GOAL OF THE EXERCISE:
Reproduce every entry in the listing without alteration.

========================

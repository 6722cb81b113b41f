//! Application startup and utilities.
//!
//! This module contains exit codes, tracing setup, and error hints
//! that support the main entry point.

use hook_pacer::config::{ConfigError, field};
use tracing::Level;
use tracing_subscriber::EnvFilter;

/// Application exit codes.
pub mod exit_code {
    use std::process::ExitCode;

    /// Success (exit code 0).
    pub const SUCCESS: ExitCode = ExitCode::SUCCESS;

    /// Configuration error (exit code 1) - invalid args, missing messages, bad webhook URL.
    pub const CONFIG_ERROR: ExitCode = ExitCode::FAILURE;

    /// Runtime error (exit code 2) - delete not completed, run task lost.
    ///
    /// Note: This is a function rather than a constant because `ExitCode::from()` is not `const fn`.
    pub fn runtime_error() -> ExitCode {
        ExitCode::from(2)
    }
}

/// Returns true if the error is worth pointing the user at `hook-pacer init`.
pub fn suggests_init(error: &ConfigError) -> bool {
    match error {
        ConfigError::MissingRequired { field: f, .. } => *f == field::URL || *f == field::MESSAGES,
        ConfigError::FileRead { .. } => true,
        _ => false,
    }
}

/// Prints helpful hints for common configuration errors.
pub fn print_config_hint(error: &ConfigError) {
    if suggests_init(error) {
        eprintln!("\nRun 'hook-pacer init' to generate a configuration template.");
    }
}

/// Sets up the tracing subscriber for logging.
pub fn setup_tracing(verbose: bool) {
    let level = if verbose { Level::DEBUG } else { Level::INFO };

    let filter = EnvFilter::builder()
        .with_default_directive(level.into())
        .from_env_lossy();

    tracing_subscriber::fmt()
        .with_env_filter(filter)
        .with_target(false)
        .init();
}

========================

YOUR RESPONSE:
repository 6722cb81b113b41f
//! Application startup and utilities.
//!
//! This module contains exit codes, tracing setup, and error hints
//! that support the main entry point.

use hook_pacer::config::{ConfigError, field};
use tracing::Level;
use tracing_subscriber::EnvFilter;

/// Application exit codes.
pub mod exit_code {
    use std::process::ExitCode;

    /// Success (exit code 0).
    pub const SUCCESS: ExitCode = ExitCode::SUCCESS;

    /// Configuration error (exit code 1) - invalid args, missing messages, bad webhook URL.
    pub const CONFIG_ERROR: ExitCode = ExitCode::FAILURE;

    /// Runtime error (exit code 2) - delete not completed, run task lost.
    ///
    /// Note: This is a function rather than a constant because `ExitCode::from()` is not `const fn`.
    pub fn runtime_error() -> ExitCode {
        ExitCode::from(2)
    }
}

/// Returns true if the error is worth pointing the user at `hook-pacer init`.
pub fn suggests_init(error: &ConfigError) -> bool {
    match error {
        ConfigError::MissingRequired { field: f, .. } => *f == field::URL || *f == field::MESSAGES,
        ConfigError::FileRead { .. } => true,
        _ => false,
    }
}

/// Prints helpful hints for common configuration errors.
pub fn print_config_hint(error: &ConfigError) {
    if suggests_init(error) {
        eprintln!("\nRun 'hook-pacer init' to generate a configuration template.");
    }
}

/// Sets up the tracing subscriber for logging.
pub fn setup_tracing(verbose: bool) {
    let level = if verbose { Level::DEBUG } else { Level::INFO };

    let filter = EnvFilter::builder()
        .with_default_directive(level.into())
        .from_env_lossy();

    tracing_subscriber::fmt()
        .with_env_filter(filter)
        .with_target(false)
        .init();
}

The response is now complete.